_MATERIAL SUPPLIED_.
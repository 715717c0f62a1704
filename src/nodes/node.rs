// Role-independent node plumbing: identity, the peer registry, and the
// one-message-per-connection send path.
//
// Sending dials the peer, writes the encoded message and closes; replies
// arrive as fresh connections. A peer that cannot be dialed is removed
// from the registry and the send is a no-op.

use tokio::io::AsyncWriteExt;
use tokio::net::TcpStream;
use tracing::{info, warn};

use crate::config::{NetConfig, PROTOCOL_VERSION};
use crate::net::peers::KnownPeers;
use crate::net::protocol::{AddressMsg, JoinMsg, Message, NodeId, NodeKind};
use crate::nodes::NodeError;

pub struct Node {
    pub id: NodeId,
    pub version: u8,
    pub cfg: NetConfig,
    pub peers: KnownPeers,
}

impl Node {
    pub fn new(cfg: NetConfig, kind: NodeKind) -> Self {
        let id = NodeId::new(&cfg.port, kind);
        let peers = KnownPeers::new();
        peers.append([cfg.default_peer()]);
        Node {
            id,
            version: PROTOCOL_VERSION,
            cfg,
            peers,
        }
    }

    pub fn is_self(&self, id: &NodeId) -> bool {
        id.ip == self.id.ip
    }

    pub fn is_rendezvous(&self) -> bool {
        self.cfg.is_rendezvous(&self.id.ip)
    }

    /// Dial `to` and ship one message. Dial failure drops the peer from
    /// the registry and is not an error; a failed write is.
    pub async fn send(&self, to: &NodeId, msg: &Message) -> Result<(), NodeError> {
        let payload = msg.encode()?;
        let mut stream = match TcpStream::connect(&to.ip).await {
            Ok(stream) => stream,
            Err(_) => {
                warn!("{} is not available", to.ip);
                self.peers.remove_by_ip(&to.ip);
                return Ok(());
            }
        };
        stream.write_all(&payload).await?;
        stream.shutdown().await?;
        Ok(())
    }

    /// Ship one message to every known peer except ourselves.
    pub async fn broadcast(&self, msg: &Message) -> Result<(), NodeError> {
        for peer in self.node_targets() {
            self.send(&peer, msg).await?;
        }
        Ok(())
    }

    fn node_targets(&self) -> Vec<NodeId> {
        self.peers
            .snapshot()
            .into_iter()
            .filter(|p| !self.is_self(p))
            .collect()
    }

    /// Announce ourselves; the rendezvous just listens.
    pub async fn broadcast_join(&self) -> Result<(), NodeError> {
        if self.is_rendezvous() {
            info!("listening rendezvous point...");
            return Ok(());
        }

        info!("broadcasting join...");
        self.broadcast(&Message::Join(JoinMsg {
            from: self.id.ip.clone(),
            version: self.version,
            kind: self.id.kind,
        }))
        .await
    }

    /// Gossiped address lists: wallets are ignored as senders, and only
    /// proposer/worker entries that are neither us nor the rendezvous
    /// are appended.
    pub fn handle_address(&self, msg: AddressMsg) {
        if msg.from.kind == NodeKind::Wallet {
            return;
        }

        let found: Vec<NodeId> = msg
            .node_list
            .into_iter()
            .filter(|p| {
                !self.cfg.is_rendezvous(&p.ip)
                    && !self.is_self(p)
                    && matches!(p.kind, NodeKind::Executer | NodeKind::Miner)
            })
            .collect();
        info!("received {} peer", found.len());
        self.peers.append(found);
    }
}
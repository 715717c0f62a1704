// Persistent store: one sled database per node id with two trees.
//
//   blocks: hash -> block JSON, be(height, 8) -> hash,
//           "height" -> be(current height, 8), "latest" -> current hash
//   state:  public key -> account state JSON
//
// First open bootstraps the chain: the genesis block is mined on the
// spot and the generator account is seeded with the full supply.

use std::path::{Path, PathBuf};

use serde::{Deserialize, Serialize};
use tracing::{debug, info};

use crate::consensus::genesis::{self, GenesisError, GENESIS_BALANCE};
use crate::primitives::block::Block;

const DATABASE_FILE: &str = "_database.db";
const BLOCKS_TREE: &str = "blocks";
const STATE_TREE: &str = "state";
const LATEST_TAG: &[u8] = b"latest";
const HEIGHT_TAG: &[u8] = b"height";

#[derive(Debug, thiserror::Error)]
pub enum StoreError {
    #[error("storage: {0}")]
    Sled(#[from] sled::Error),
    #[error("codec: {0}")]
    Codec(#[from] serde_json::Error),
    #[error("genesis: {0}")]
    Genesis(#[from] GenesisError),
    #[error("corrupt record: {0}")]
    Corrupt(&'static str),
}

/// Per-account nonce and balance. Balances never exceed the genesis
/// supply, so the sum over all accounts is conserved.
#[derive(Debug, Clone, Copy, Default, PartialEq, Eq, Serialize, Deserialize)]
pub struct AccountState {
    pub nonce: u64,
    pub balance: u64,
}

impl AccountState {
    pub fn subtract(&mut self, amount: u64) -> bool {
        if amount > self.balance {
            return false;
        }
        self.balance -= amount;
        true
    }

    pub fn add(&mut self, amount: u64) -> bool {
        if amount > GENESIS_BALANCE - self.balance {
            return false;
        }
        self.balance += amount;
        true
    }

    /// Compare-then-increment; the nonce only advances on a match.
    pub fn check_nonce(&mut self, nonce: u64) -> bool {
        debug!("checking nonce, received: {nonce} expected: {}", self.nonce);
        let ok = self.nonce == nonce;
        if ok {
            self.nonce += 1;
        }
        ok
    }
}

#[derive(Clone)]
pub struct ChainDb {
    _db: sled::Db,
    blocks: sled::Tree,
    state: sled::Tree,
}

pub fn database_file(dir: &Path, id: &str) -> PathBuf {
    dir.join(format!("{id}{DATABASE_FILE}"))
}

impl ChainDb {
    /// Open the store for `id`, bootstrapping genesis on first creation.
    /// The generator keypair file lives next to the database in `dir`.
    pub fn open(dir: &Path, id: &str) -> Result<Self, StoreError> {
        let path = database_file(dir, id);
        let existed = path.exists();

        let db = sled::open(&path)?;
        let blocks = db.open_tree(BLOCKS_TREE)?;
        let state = db.open_tree(STATE_TREE)?;
        let store = ChainDb {
            _db: db,
            blocks,
            state,
        };

        if existed {
            info!("found existing database for id: {id}");
        } else {
            store.bootstrap(dir)?;
            info!("database for id: {id} is created");
        }
        Ok(store)
    }

    fn bootstrap(&self, dir: &Path) -> Result<(), StoreError> {
        let genesis = genesis::generate_genesis(dir)?;
        let encoded = serde_json::to_vec(&genesis.block)?;

        let height = 0u64.to_be_bytes();
        let mut batch = sled::Batch::default();
        batch.insert(genesis.hash.clone(), encoded);
        batch.insert(&height[..], genesis.hash.clone());
        batch.insert(HEIGHT_TAG, &height[..]);
        batch.insert(LATEST_TAG, genesis.hash.clone());
        self.blocks.apply_batch(batch)?;

        let seed = AccountState {
            nonce: 0,
            balance: GENESIS_BALANCE,
        };
        self.state
            .insert(genesis.public_key, serde_json::to_vec(&seed)?)?;
        Ok(())
    }

    pub fn get_height(&self) -> Result<u64, StoreError> {
        let raw = self
            .blocks
            .get(HEIGHT_TAG)?
            .ok_or(StoreError::Corrupt("height sentinel missing"))?;
        let be: [u8; 8] = raw
            .as_ref()
            .try_into()
            .map_err(|_| StoreError::Corrupt("height sentinel malformed"))?;
        Ok(u64::from_be_bytes(be))
    }

    pub fn get_latest(&self) -> Result<Vec<u8>, StoreError> {
        let raw = self
            .blocks
            .get(LATEST_TAG)?
            .ok_or(StoreError::Corrupt("latest sentinel missing"))?;
        Ok(raw.to_vec())
    }

    pub fn get_block_by_hash(&self, hash: &[u8]) -> Result<Option<Block>, StoreError> {
        match self.blocks.get(hash)? {
            Some(raw) => Ok(Some(serde_json::from_slice(&raw)?)),
            None => Ok(None),
        }
    }

    pub fn get_block_by_height(&self, height: u64) -> Result<Option<Block>, StoreError> {
        match self.blocks.get(height.to_be_bytes())? {
            Some(hash) => self.get_block_by_hash(&hash),
            None => Ok(None),
        }
    }

    /// Atomically writes the block record, the height index and both
    /// sentinels.
    pub fn put_block(&self, block: &Block) -> Result<(), StoreError> {
        let encoded = serde_json::to_vec(block)?;
        let height = block.info.height.to_be_bytes();

        let mut batch = sled::Batch::default();
        batch.insert(block.hash.clone(), encoded);
        batch.insert(&height[..], block.hash.clone());
        batch.insert(HEIGHT_TAG, &height[..]);
        batch.insert(LATEST_TAG, block.hash.clone());
        self.blocks.apply_batch(batch)?;
        Ok(())
    }

    pub fn get_account_state(&self, public_key: &[u8]) -> Result<Option<AccountState>, StoreError> {
        match self.state.get(public_key)? {
            Some(raw) => Ok(Some(serde_json::from_slice(&raw)?)),
            None => Ok(None),
        }
    }

    pub fn put_account_state(
        &self,
        public_key: &[u8],
        state: &AccountState,
    ) -> Result<(), StoreError> {
        self.state.insert(public_key, serde_json::to_vec(state)?)?;
        Ok(())
    }

    /// All `(public key, encoded state)` pairs in ascending key order.
    pub fn iter_states(&self) -> Result<Vec<(Vec<u8>, Vec<u8>)>, StoreError> {
        let mut out = Vec::new();
        for entry in self.state.iter() {
            let (k, v) = entry?;
            out.push((k.to_vec(), v.to_vec()));
        }
        Ok(out)
    }
}

#[cfg(test)]
mod tests {
    use super::*;
    use crate::consensus::genesis::generator_public_key;
    use tempfile::tempdir;

    #[test]
    fn test_bootstrap_layout() {
        let dir = tempdir().unwrap();
        let db = ChainDb::open(dir.path(), "3000").unwrap();

        assert_eq!(db.get_height().unwrap(), 0);
        let latest = db.get_latest().unwrap();
        let genesis = db.get_block_by_hash(&latest).unwrap().unwrap();
        assert_eq!(genesis.info.height, 0);
        assert_eq!(
            db.get_block_by_height(0).unwrap().unwrap().hash,
            genesis.hash
        );

        let generator = generator_public_key(dir.path()).unwrap();
        let state = db.get_account_state(&generator).unwrap().unwrap();
        assert_eq!(state.balance, GENESIS_BALANCE);
        assert_eq!(state.nonce, 0);
    }

    #[test]
    fn test_reopen_preserves_chain() {
        let dir = tempdir().unwrap();
        let latest = {
            let db = ChainDb::open(dir.path(), "3000").unwrap();
            db.get_latest().unwrap()
        };
        let db = ChainDb::open(dir.path(), "3000").unwrap();
        assert_eq!(db.get_latest().unwrap(), latest);
        assert_eq!(db.get_height().unwrap(), 0);
    }

    #[test]
    fn test_iter_states_is_key_ordered() {
        let dir = tempdir().unwrap();
        let db = ChainDb::open(dir.path(), "3000").unwrap();

        db.put_account_state(&[0xFF; 32], &AccountState::default())
            .unwrap();
        db.put_account_state(&[0x00; 32], &AccountState::default())
            .unwrap();

        let states = db.iter_states().unwrap();
        assert_eq!(states.len(), 3);
        let keys: Vec<&Vec<u8>> = states.iter().map(|(k, _)| k).collect();
        let mut sorted = keys.clone();
        sorted.sort();
        assert_eq!(keys, sorted);
    }

    #[test]
    fn test_account_arithmetic() {
        let mut acc = AccountState {
            nonce: 0,
            balance: 10,
        };
        assert!(acc.subtract(10));
        assert!(!acc.subtract(1));
        assert!(acc.add(GENESIS_BALANCE));
        assert!(!acc.add(1));
    }

    #[test]
    fn test_check_nonce_advances_on_match() {
        let mut acc = AccountState::default();
        assert!(!acc.check_nonce(3));
        assert_eq!(acc.nonce, 0);
        assert!(acc.check_nonce(0));
        assert_eq!(acc.nonce, 1);
    }
}
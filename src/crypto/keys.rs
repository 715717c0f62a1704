// ed25519 keypairs and their on-disk storage.
//
// A keypair lives in `<dir>/<id>_<name>keypair.key` as a JSON record of
// hex-encoded seed and public key. Nodes load an existing file or create
// a fresh pair on first use.

use std::fs;
use std::path::{Path, PathBuf};

use ed25519_dalek::{Signature, Signer, SigningKey, Verifier, VerifyingKey};
use rand::rngs::OsRng;
use serde::{Deserialize, Serialize};

pub const PUBLIC_KEY_BYTES: usize = 32;
pub const SIGNATURE_BYTES: usize = 64;

const KEYPAIR_FILE: &str = "{id}_{name}keypair.key";

#[derive(Debug, thiserror::Error)]
pub enum KeyError {
    #[error("io: {0}")]
    Io(#[from] std::io::Error),
    #[error("codec: {0}")]
    Codec(#[from] serde_json::Error),
    #[error("malformed key material: {0}")]
    Malformed(&'static str),
}

#[derive(Serialize, Deserialize)]
struct StoredKeyPair {
    private: String,
    public: String,
}

pub struct KeyPair {
    signing: SigningKey,
}

pub fn keypair_file(dir: &Path, id: &str, name: &str) -> PathBuf {
    let file = KEYPAIR_FILE
        .replace("{id}", id)
        .replace("{name}", name);
    dir.join(file)
}

impl KeyPair {
    pub fn generate() -> Self {
        KeyPair {
            signing: SigningKey::generate(&mut OsRng),
        }
    }

    /// Load the pair stored under `(id, name)` in `dir`, creating and
    /// persisting a new one when no file exists yet.
    pub fn load_or_create(dir: &Path, id: &str, name: &str) -> Result<Self, KeyError> {
        let file = keypair_file(dir, id, name);
        if file.exists() {
            let raw = fs::read(&file)?;
            let stored: StoredKeyPair = serde_json::from_slice(&raw)?;
            return Self::from_stored(&stored);
        }

        let pair = Self::generate();
        let stored = StoredKeyPair {
            private: hex::encode(pair.signing.to_bytes()),
            public: hex::encode(pair.public_key()),
        };
        fs::write(&file, serde_json::to_vec(&stored)?)?;
        Ok(pair)
    }

    fn from_stored(stored: &StoredKeyPair) -> Result<Self, KeyError> {
        let seed = hex::decode(&stored.private)
            .map_err(|_| KeyError::Malformed("private key is not hex"))?;
        let seed: [u8; 32] = seed
            .try_into()
            .map_err(|_| KeyError::Malformed("private key must be 32 bytes"))?;
        Ok(KeyPair {
            signing: SigningKey::from_bytes(&seed),
        })
    }

    pub fn public_key(&self) -> Vec<u8> {
        self.signing.verifying_key().to_bytes().to_vec()
    }

    pub fn sign(&self, content: &[u8]) -> Vec<u8> {
        self.signing.sign(content).to_bytes().to_vec()
    }
}

/// Detached signature check; any malformed input verifies as false.
pub fn verify(public_key: &[u8], content: &[u8], signature: &[u8]) -> bool {
    let pk: [u8; PUBLIC_KEY_BYTES] = match public_key.try_into() {
        Ok(pk) => pk,
        Err(_) => return false,
    };
    let vk = match VerifyingKey::from_bytes(&pk) {
        Ok(vk) => vk,
        Err(_) => return false,
    };
    let sig: [u8; SIGNATURE_BYTES] = match signature.try_into() {
        Ok(sig) => sig,
        Err(_) => return false,
    };
    vk.verify(content, &Signature::from_bytes(&sig)).is_ok()
}

#[cfg(test)]
mod tests {
    use super::*;
    use tempfile::tempdir;

    #[test]
    fn test_sign_verify() {
        let pair = KeyPair::generate();
        let sig = pair.sign(b"payload");
        assert!(verify(&pair.public_key(), b"payload", &sig));
        assert!(!verify(&pair.public_key(), b"other", &sig));
    }

    #[test]
    fn test_verify_rejects_malformed() {
        let pair = KeyPair::generate();
        let sig = pair.sign(b"payload");
        assert!(!verify(&[0u8; 3], b"payload", &sig));
        assert!(!verify(&pair.public_key(), b"payload", &sig[..10]));
    }

    #[test]
    fn test_load_or_create_roundtrip() {
        let dir = tempdir().unwrap();
        let a = KeyPair::load_or_create(dir.path(), "3002", "0").unwrap();
        let b = KeyPair::load_or_create(dir.path(), "3002", "0").unwrap();
        assert_eq!(a.public_key(), b.public_key());

        let c = KeyPair::load_or_create(dir.path(), "3002", "1").unwrap();
        assert_ne!(a.public_key(), c.public_key());
    }

    #[test]
    fn test_keypair_file_name() {
        let f = keypair_file(Path::new("."), "3002", "7");
        assert!(f.ends_with("3002_7keypair.key"));
        let g = keypair_file(Path::new("."), "generator", "");
        assert!(g.ends_with("generator_keypair.key"));
    }
}
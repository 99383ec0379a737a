use colored::*;
use indicatif::{ProgressBar, ProgressStyle};
use std::fmt;
use std::io::{self, Write};
use std::path::PathBuf;
use std::sync::Mutex;
use url::Url;

#[derive(Debug, Clone, PartialEq)]
pub enum ProgressEvent {
    Started { seed: Url, site_root: PathBuf },
    PageSaved { url: Url, path: PathBuf },
    AssetSaved { url: Url, path: PathBuf },
    Skipped { reason: String },
    PageFailed { reason: String },
    Finished { pages: usize, assets: usize, skipped: usize },
}

impl fmt::Display for ProgressEvent {
    fn fmt(&self, f: &mut fmt::Formatter<'_>) -> fmt::Result {
        match self {
            ProgressEvent::Started { seed, .. } => write!(f, "Starting download for: {}", seed),
            ProgressEvent::PageSaved { url, .. } => write!(f, "Downloaded page: {}", url),
            ProgressEvent::AssetSaved { url, .. } => write!(f, "Downloaded asset: {}", url),
            ProgressEvent::Skipped { reason } | ProgressEvent::PageFailed { reason } => {
                write!(f, "{}", reason)
            }
            ProgressEvent::Finished { .. } => write!(f, "Download complete!"),
        }
    }
}

/// Fire-and-forget log of what the crawl is doing.
pub trait ProgressSink: Send + Sync {
    fn emit(&self, event: ProgressEvent);
}

impl<'a, T: ProgressSink + ?Sized> ProgressSink for &'a T {
    fn emit(&self, event: ProgressEvent) {
        (**self).emit(event)
    }
}

/// Drops every event.
pub struct SilentProgress;

impl ProgressSink for SilentProgress {
    fn emit(&self, _event: ProgressEvent) {}
}

/// Terminal output: colored log lines above a spinner that shows the current URL.
///
/// Lines go to the writer whether or not the spinner is drawn, so nothing is
/// lost when output is redirected.
pub struct ConsoleProgress {
    spinner: ProgressBar,
    out: Mutex<Box<dyn Write + Send>>,
    quiet: bool,
}

impl ConsoleProgress {
    pub fn new(quiet: bool) -> Self {
        let spinner = ProgressBar::new_spinner();
        if let Ok(style) = ProgressStyle::default_spinner().template("{spinner} {msg}") {
            spinner.set_style(style);
        }
        Self::with_writer(spinner, Box::new(io::stdout()), quiet)
    }

    pub fn with_writer(spinner: ProgressBar, out: Box<dyn Write + Send>, quiet: bool) -> Self {
        Self {
            spinner,
            out: Mutex::new(out),
            quiet,
        }
    }

    fn write_line(&self, text: &str) {
        let write = || {
            if let Ok(mut out) = self.out.lock() {
                let _ = writeln!(out, "{}", text);
            }
        };
        if self.spinner.is_hidden() {
            write();
        } else {
            self.spinner.suspend(write);
        }
    }

    fn detail(&self, text: &str) {
        if !self.quiet {
            self.write_line(text);
        }
    }
}

impl ProgressSink for ConsoleProgress {
    fn emit(&self, event: ProgressEvent) {
        match &event {
            ProgressEvent::Started { seed, site_root } => {
                self.write_line(&format!(
                    "🚀 Starting website mirroring for: {}",
                    seed.as_str().blue()
                ));
                self.write_line(&format!("📁 Site folder: {:?}", site_root));
            }
            ProgressEvent::PageSaved { url, path } => {
                self.spinner.set_message(format!("Downloading: {}", url));
                self.detail(&format!("{} {} → {:?}", "📄".green(), event, path));
            }
            ProgressEvent::AssetSaved { url, path } => {
                self.spinner.set_message(format!("Downloading: {}", url));
                self.detail(&format!("{} {} → {:?}", "📦".green(), event, path));
            }
            ProgressEvent::Skipped { reason } => {
                self.detail(&format!("⚠️  {}", reason.yellow()));
            }
            ProgressEvent::PageFailed { reason } => {
                self.write_line(&format!("❌ {}", reason.red()));
            }
            ProgressEvent::Finished { pages, assets, skipped } => {
                self.spinner.finish_with_message("✅ All downloads completed!");
                self.write_line(&format!(
                    "📊 Pages: {}, assets: {}, skipped: {}",
                    pages, assets, skipped
                ));
            }
        }
    }
}
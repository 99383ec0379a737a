use clap::{Parser, ValueEnum};
use std::path::PathBuf;
use std::time::Duration;

use crate::downloader::{MirrorOptions, TraversalOrder};

#[derive(Parser, Debug)]
#[command(
    name = "site-mirror",
    about = "A CLI utility to mirror one website host to a local folder",
    version,
    long_about = "Starts at a seed page, follows every same-host link, and downloads each page \
                  plus the images, scripts, stylesheets and stylesheet-referenced files it uses. \
                  The site's URL paths are reproduced as a directory tree under a folder named \
                  after the host."
)]
pub struct MirrorCommand {
    /// The URL of the page to start from
    #[arg(required = true)]
    pub url: String,

    /// Directory in which the site folder is created
    #[arg(short, long, default_value = "./mirrored_site")]
    pub output_dir: PathBuf,

    /// Order in which discovered pages and assets are visited
    #[arg(long, value_enum, default_value_t = OrderArg::DepthFirst)]
    pub order: OrderArg,

    /// Report pages that fail to download and continue instead of aborting
    #[arg(short = 'k', long)]
    pub keep_going: bool,

    /// User agent string to use for requests
    #[arg(long, default_value = "SiteMirror/1.0")]
    pub user_agent: String,

    /// Timeout for requests in seconds (0 = wait forever)
    #[arg(long, default_value = "30")]
    pub timeout: u64,

    /// Write a JSON summary of the crawl to this file
    #[arg(long)]
    pub report: Option<PathBuf>,

    /// Only print the final summary and failures
    #[arg(short, long)]
    pub quiet: bool,
}

#[derive(ValueEnum, Clone, Copy, Debug, PartialEq, Eq)]
pub enum OrderArg {
    DepthFirst,
    BreadthFirst,
}

impl From<OrderArg> for TraversalOrder {
    fn from(order: OrderArg) -> Self {
        match order {
            OrderArg::DepthFirst => TraversalOrder::DepthFirst,
            OrderArg::BreadthFirst => TraversalOrder::BreadthFirst,
        }
    }
}

impl MirrorCommand {
    pub fn options(&self) -> MirrorOptions {
        MirrorOptions {
            output_dir: self.output_dir.clone(),
            order: self.order.into(),
            keep_going: self.keep_going,
        }
    }

    pub fn request_timeout(&self) -> Option<Duration> {
        (self.timeout > 0).then(|| Duration::from_secs(self.timeout))
    }
}
use url::Url;

/// File name used when a URL path has no last segment (`/`, `/docs/`).
pub const INDEX_NAME: &str = "index";

/// Extension forced onto every saved page.
pub const PAGE_EXTENSION: &str = "html";

/// Drops the fragment so `page.html#top` and `page.html` share one dedup entry.
pub fn canonicalize(mut url: Url) -> Url {
    url.set_fragment(None);
    url
}

/// Maps the URL path to a relative, slash-separated local path.
///
/// Leading slashes are stripped and every character that is not allowed in a
/// file name (`/ : * ? " < > |`) becomes a directory separator.
pub fn canonical_path(url: &Url) -> String {
    url.path()
        .trim_start_matches('/')
        .chars()
        .map(|c| match c {
            ':' | '*' | '?' | '"' | '<' | '>' | '|' => '/',
            c => c,
        })
        .collect()
}

/// Last segment of [`canonical_path`], or [`INDEX_NAME`] when it is empty.
///
/// With `default_ext` set, the extension is appended unless the name already
/// ends with it, so `/about` becomes `about.html` while `/about.html` is kept.
pub fn file_name(url: &Url, default_ext: Option<&str>) -> String {
    let path = canonical_path(url);
    let last = path.rsplit('/').next().unwrap_or_default();
    let mut name = if last.is_empty() {
        INDEX_NAME.to_string()
    } else {
        last.to_string()
    };

    if let Some(ext) = default_ext {
        let suffix = format!(".{}", ext);
        if !name.ends_with(&suffix) {
            name.push_str(&suffix);
        }
    }

    name
}

/// True when both URLs point at the same host. Scheme, port and path are ignored.
pub fn same_host(a: &Url, b: &Url) -> bool {
    match (a.host_str(), b.host_str()) {
        (Some(a), Some(b)) => a.eq_ignore_ascii_case(b),
        _ => false,
    }
}

/// Directory name of the Site Root for a seed URL.
pub fn site_root_name(seed: &Url) -> Option<String> {
    let host = seed.host_str()?;
    Some(match seed.port() {
        Some(port) => format!("{}_{}", host, port),
        None => host.to_string(),
    })
}

/// An absolute URL together with the place it is stored under the Site Root.
#[derive(Debug, Clone, PartialEq, Eq)]
pub struct ResolvedUrl {
    pub url: Url,
    pub directories: Vec<String>,
    pub file_name: String,
}

impl ResolvedUrl {
    /// Pages always end in `.html`.
    pub fn page(url: &Url) -> Self {
        Self::resolve(url, Some(PAGE_EXTENSION))
    }

    /// Assets keep their last path segment verbatim.
    pub fn asset(url: &Url) -> Self {
        Self::resolve(url, None)
    }

    fn resolve(url: &Url, default_ext: Option<&str>) -> Self {
        let path = canonical_path(url);
        let mut segments: Vec<&str> = path.split('/').collect();
        segments.pop();

        Self {
            url: url.clone(),
            directories: segments
                .into_iter()
                .filter(|s| !s.is_empty())
                .map(str::to_string)
                .collect(),
            file_name: file_name(url, default_ext),
        }
    }

    /// Slash-joined path relative to the Site Root.
    pub fn local_path(&self) -> String {
        let mut parts: Vec<&str> = self.directories.iter().map(String::as_str).collect();
        parts.push(&self.file_name);
        parts.join("/")
    }
}
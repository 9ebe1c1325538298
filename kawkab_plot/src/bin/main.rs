use clap::Parser;
use color_eyre::eyre::WrapErr;
use color_eyre::Report;
use kawkab_plot::{PlotConfig, ResultsDB};
use pyo3::prelude::*;
use std::path::PathBuf;

#[derive(Parser)]
#[command(about = "Renders the figures of a plot configuration")]
struct Cli {
    /// Plot configuration (json)
    #[arg(short, long, default_value = "plot_config.json")]
    config: PathBuf,
    /// Only render the figures with these names
    #[arg(short, long)]
    figure: Vec<String>,
}

fn main() -> Result<(), Report> {
    color_eyre::install()?;
    kawkab_exp::init_tracing();
    let cli = Cli::parse();

    let config = PlotConfig::load(&cli.config)?;
    let db = ResultsDB::load(&config).wrap_err("load results")?;

    let figures: Vec<_> = config
        .figures
        .iter()
        .filter(|figure| {
            cli.figure.is_empty()
                || cli.figure.iter().any(|name| name == figure.name())
        })
        .collect();
    tracing::info!("rendering {} figures", figures.len());

    Python::with_gil(|py| -> Result<(), Report> {
        for figure in figures {
            let charts = kawkab_plot::charts(&config, &db, figure)
                .wrap_err_with(|| format!("figure {}", figure.name()))?;
            for chart in &charts {
                kawkab_plot::render(py, &config, chart)
                    .wrap_err_with(|| format!("render {}", chart.name))?;
            }
        }
        Ok(())
    })
}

_ABOUT THIS EXERCISE_. Restate, word for word and with nothing added, the lines from the beginning of the records above through the line that contains "and closes; replies".

_WRITTEN SOLUTION_.
repository 715717c0f62a1704
filename src/nodes/node.rs
// Role-independent node plumbing: identity, the peer registry, and the
// one-message-per-connection send path.
//
// Sending dials the peer, writes the encoded message and closes; replies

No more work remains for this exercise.